//! Configuration management for remoteassist-core

use serde::{Deserialize, Serialize};
use std::path::Path;
use uuid::Uuid;

/// Video codec selection for the capture pipeline.
#[derive(Debug, Clone, Copy, PartialEq, Eq, Serialize, Deserialize, Default)]
#[serde(rename_all = "lowercase")]
pub enum VideoCodec {
    #[default]
    H264,
    VP8,
    VP9,
    AV1,
}

impl VideoCodec {
    pub fn as_str(&self) -> &'static str {
        match self {
            VideoCodec::H264 => "h264",
            VideoCodec::VP8 => "vp8",
            VideoCodec::VP9 => "vp9",
            VideoCodec::AV1 => "av1",
        }
    }
}

#[derive(Debug, Clone, Serialize, Deserialize, Default)]
pub struct Config {
    /// Local device identity
    #[serde(default)]
    pub device: DeviceConfig,

    /// Signaling relay settings
    #[serde(default)]
    pub signaling: SignalingConfig,

    /// WebRTC / ICE settings
    #[serde(default)]
    pub webrtc: WebRtcConfig,

    /// Session timing settings
    #[serde(default)]
    pub session: SessionConfig,

    /// Video settings
    #[serde(default)]
    pub video: VideoSettings,

    /// Logging configuration
    #[serde(default)]
    pub logging: LoggingConfig,
}

impl Config {
    pub fn load(path: &Path) -> Result<Self, Box<dyn std::error::Error>> {
        let text = std::fs::read_to_string(path)?;
        Ok(toml::from_str(&text)?)
    }
}

#[derive(Debug, Clone, Serialize, Deserialize)]
pub struct DeviceConfig {
    /// Stable identifier announced to peers
    pub device_id: String,

    /// Human-readable name shown in approval dialogs
    pub device_name: String,
}

impl Default for DeviceConfig {
    fn default() -> Self {
        let suffix = Uuid::new_v4().simple().to_string();
        Self {
            device_id: format!("device-{}", &suffix[..8]),
            device_name: "Unnamed device".to_string(),
        }
    }
}

#[derive(Debug, Clone, Serialize, Deserialize)]
pub struct SignalingConfig {
    /// Relay WebSocket URL
    pub url: String,
}

impl Default for SignalingConfig {
    fn default() -> Self {
        Self {
            url: "wss://localhost:8443/signaling".to_string(),
        }
    }
}

/// ICE server entry passed to the peer connection.
#[derive(Debug, Clone, Serialize, Deserialize)]
pub struct IceServerConfig {
    pub urls: Vec<String>,
    pub username: Option<String>,
    pub credential: Option<String>,
}

#[derive(Debug, Clone, Serialize, Deserialize)]
pub struct WebRtcConfig {
    /// STUN server host ("" disables)
    #[serde(default = "default_stun_host")]
    pub stun_host: String,

    #[serde(default = "default_stun_port")]
    pub stun_port: u16,

    /// TURN relay host ("" disables)
    #[serde(default)]
    pub turn_host: String,

    #[serde(default = "default_turn_port")]
    pub turn_port: u16,

    #[serde(default)]
    pub turn_username: String,

    #[serde(default)]
    pub turn_password: String,

    /// Use turns: scheme
    #[serde(default)]
    pub turn_tls: bool,

    /// udp or tcp
    #[serde(default = "default_turn_protocol")]
    pub turn_protocol: String,

    /// Explicit ICE server list, used when no stun/turn hosts are set
    #[serde(default)]
    pub ice_servers: Vec<IceServerConfig>,
}

fn default_stun_host() -> String {
    "stun.l.google.com".to_string()
}

fn default_stun_port() -> u16 {
    19302
}

fn default_turn_port() -> u16 {
    3478
}

fn default_turn_protocol() -> String {
    "udp".to_string()
}

impl Default for WebRtcConfig {
    fn default() -> Self {
        Self {
            stun_host: default_stun_host(),
            stun_port: default_stun_port(),
            turn_host: String::new(),
            turn_port: default_turn_port(),
            turn_username: String::new(),
            turn_password: String::new(),
            turn_tls: false,
            turn_protocol: default_turn_protocol(),
            ice_servers: Vec::new(),
        }
    }
}

#[derive(Debug, Clone, Serialize, Deserialize)]
pub struct SessionConfig {
    /// Seconds between outgoing heartbeats
    pub heartbeat_interval_secs: u64,

    /// Seconds a session may sit in Connecting before it fails
    pub connect_timeout_secs: u64,

    /// Missed heartbeat intervals before the peer counts as unresponsive
    pub heartbeat_miss_limit: u32,
}

impl Default for SessionConfig {
    fn default() -> Self {
        Self {
            heartbeat_interval_secs: 10,
            connect_timeout_secs: 30,
            heartbeat_miss_limit: 3,
        }
    }
}

#[derive(Debug, Clone, Serialize, Deserialize, Default)]
pub struct VideoSettings {
    /// Codec requested from the capture side
    #[serde(default)]
    pub codec: VideoCodec,
}

#[derive(Debug, Clone, Serialize, Deserialize)]
pub struct LoggingConfig {
    /// Log level filter (error, warn, info, debug, trace)
    pub level: String,
}

impl Default for LoggingConfig {
    fn default() -> Self {
        Self {
            level: "info".to_string(),
        }
    }
}

#[cfg(test)]
mod tests {
    use super::*;

    #[test]
    fn defaults_are_sane() {
        let config = Config::default();
        assert_eq!(config.session.heartbeat_interval_secs, 10);
        assert_eq!(config.session.connect_timeout_secs, 30);
        assert!(config.device.device_id.starts_with("device-"));
        assert_eq!(config.video.codec, VideoCodec::H264);
    }

    #[test]
    fn partial_toml_fills_in_defaults() {
        let config: Config = toml::from_str(
            r#"
            [device]
            device_id = "desk-01"
            device_name = "Office desktop"

            [session]
            heartbeat_interval_secs = 5
            connect_timeout_secs = 20
            heartbeat_miss_limit = 2
            "#,
        )
        .unwrap();
        assert_eq!(config.device.device_id, "desk-01");
        assert_eq!(config.session.heartbeat_interval_secs, 5);
        // Untouched sections come from defaults.
        assert_eq!(config.webrtc.stun_port, 19302);
        assert_eq!(config.signaling.url, "wss://localhost:8443/signaling");
    }
}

____

The entries need to be set down again in full, with no word changed.

//! Configuration management for remoteassist-core

use serde::{Deserialize, Serialize};
use std::path::Path;
use uuid::Uuid;

/// Video codec selection for the capture pipeline.
#[derive(Debug, Clone, Copy, PartialEq, Eq, Serialize, Deserialize, Default)]
#[serde(rename_all = "lowercase")]
pub enum VideoCodec {
    #[default]
    H264,
    VP8,
    VP9,
    AV1,
}

impl VideoCodec {
    pub fn as_str(&self) -> &'static str {
        match self {
            VideoCodec::H264 => "h264",
            VideoCodec::VP8 => "vp8",
            VideoCodec::VP9 => "vp9",
            VideoCodec::AV1 => "av1",
        }
    }
}

#[derive(Debug, Clone, Serialize, Deserialize, Default)]
pub struct Config {
    /// Local device identity
    #[serde(default)]
    pub device: DeviceConfig,

    /// Signaling relay settings
    #[serde(default)]
    pub signaling: SignalingConfig,

    /// WebRTC / ICE settings
    #[serde(default)]
    pub webrtc: WebRtcConfig,

    /// Session timing settings
    #[serde(default)]
    pub session: SessionConfig,

    /// Video settings
    #[serde(default)]
    pub video: VideoSettings,

    /// Logging configuration
    #[serde(default)]
    pub logging: LoggingConfig,
}

impl Config {
    pub fn load(path: &Path) -> Result<Self, Box<dyn std::error::Error>> {
        let text = std::fs::read_to_string(path)?;
        Ok(toml::from_str(&text)?)
    }
}

#[derive(Debug, Clone, Serialize, Deserialize)]
pub struct DeviceConfig {
    /// Stable identifier announced to peers
    pub device_id: String,

    /// Human-readable name shown in approval dialogs
    pub device_name: String,
}

impl Default for DeviceConfig {
    fn default() -> Self {
        let suffix = Uuid::new_v4().simple().to_string();
        Self {
            device_id: format!("device-{}", &suffix[..8]),
            device_name: "Unnamed device".to_string(),
        }
    }
}

#[derive(Debug, Clone, Serialize, Deserialize)]
pub struct SignalingConfig {
    /// Relay WebSocket URL
    pub url: String,
}

impl Default for SignalingConfig {
    fn default() -> Self {
        Self {
            url: "wss://localhost:8443/signaling".to_string(),
        }
    }
}

/// ICE server entry passed to the peer connection.
#[derive(Debug, Clone, Serialize, Deserialize)]
pub struct IceServerConfig {
    pub urls: Vec<String>,
    pub username: Option<String>,
    pub credential: Option<String>,
}

#[derive(Debug, Clone, Serialize, Deserialize)]
pub struct WebRtcConfig {
    /// STUN server host ("" disables)
    #[serde(default = "default_stun_host")]
    pub stun_host: String,

    #[serde(default = "default_stun_port")]
    pub stun_port: u16,

    /// TURN relay host ("" disables)
    #[serde(default)]
    pub turn_host: String,

    #[serde(default = "default_turn_port")]
    pub turn_port: u16,

    #[serde(default)]
    pub turn_username: String,

    #[serde(default)]
    pub turn_password: String,

    /// Use turns: scheme
    #[serde(default)]
    pub turn_tls: bool,

    /// udp or tcp
    #[serde(default = "default_turn_protocol")]
    pub turn_protocol: String,

    /// Explicit ICE server list, used when no stun/turn hosts are set
    #[serde(default)]
    pub ice_servers: Vec<IceServerConfig>,
}

fn default_stun_host() -> String {
    "stun.l.google.com".to_string()
}

fn default_stun_port() -> u16 {
    19302
}

fn default_turn_port() -> u16 {
    3478
}

fn default_turn_protocol() -> String {
    "udp".to_string()
}

impl Default for WebRtcConfig {
    fn default() -> Self {
        Self {
            stun_host: default_stun_host(),
            stun_port: default_stun_port(),
            turn_host: String::new(),
            turn_port: default_turn_port(),
            turn_username: String::new(),
            turn_password: String::new(),
            turn_tls: false,
            turn_protocol: default_turn_protocol(),
            ice_servers: Vec::new(),
        }
    }
}

#[derive(Debug, Clone, Serialize, Deserialize)]
pub struct SessionConfig {
    /// Seconds between outgoing heartbeats
    pub heartbeat_interval_secs: u64,

    /// Seconds a session may sit in Connecting before it fails
    pub connect_timeout_secs: u64,

    /// Missed heartbeat intervals before the peer counts as unresponsive
    pub heartbeat_miss_limit: u32,
}

impl Default for SessionConfig {
    fn default() -> Self {
        Self {
            heartbeat_interval_secs: 10,
            connect_timeout_secs: 30,
            heartbeat_miss_limit: 3,
        }
    }
}

#[derive(Debug, Clone, Serialize, Deserialize, Default)]
pub struct VideoSettings {
    /// Codec requested from the capture side
    #[serde(default)]
    pub codec: VideoCodec,
}

#[derive(Debug, Clone, Serialize, Deserialize)]
pub struct LoggingConfig {
    /// Log level filter (error, warn, info, debug, trace)
    pub level: String,
}

impl Default for LoggingConfig {
    fn default() -> Self {
        Self {
            level: "info".to_string(),
        }
    }
}

#[cfg(test)]
mod tests {
    use super::*;

    #[test]
    fn defaults_are_sane() {
        let config = Config::default();
        assert_eq!(config.session.heartbeat_interval_secs, 10);
        assert_eq!(config.session.connect_timeout_secs, 30);
        assert!(config.device.device_id.starts_with("device-"));
        assert_eq!(config.video.codec, VideoCodec::H264);
    }

    #[test]
    fn partial_toml_fills_in_defaults() {
        let config: Config = toml::from_str(
            r#"
            [device]
            device_id = "desk-01"
            device_name = "Office desktop"

            [session]
            heartbeat_interval_secs = 5
            connect_timeout_secs = 20
            heartbeat_miss_limit = 2
            "#,
        )
        .unwrap();
        assert_eq!(config.device.device_id, "desk-01");
        assert_eq!(config.session.heartbeat_interval_secs, 5);
        // Untouched sections come from defaults.
        assert_eq!(config.webrtc.stun_port, 19302);
        assert_eq!(config.signaling.url, "wss://localhost:8443/signaling");
    }
}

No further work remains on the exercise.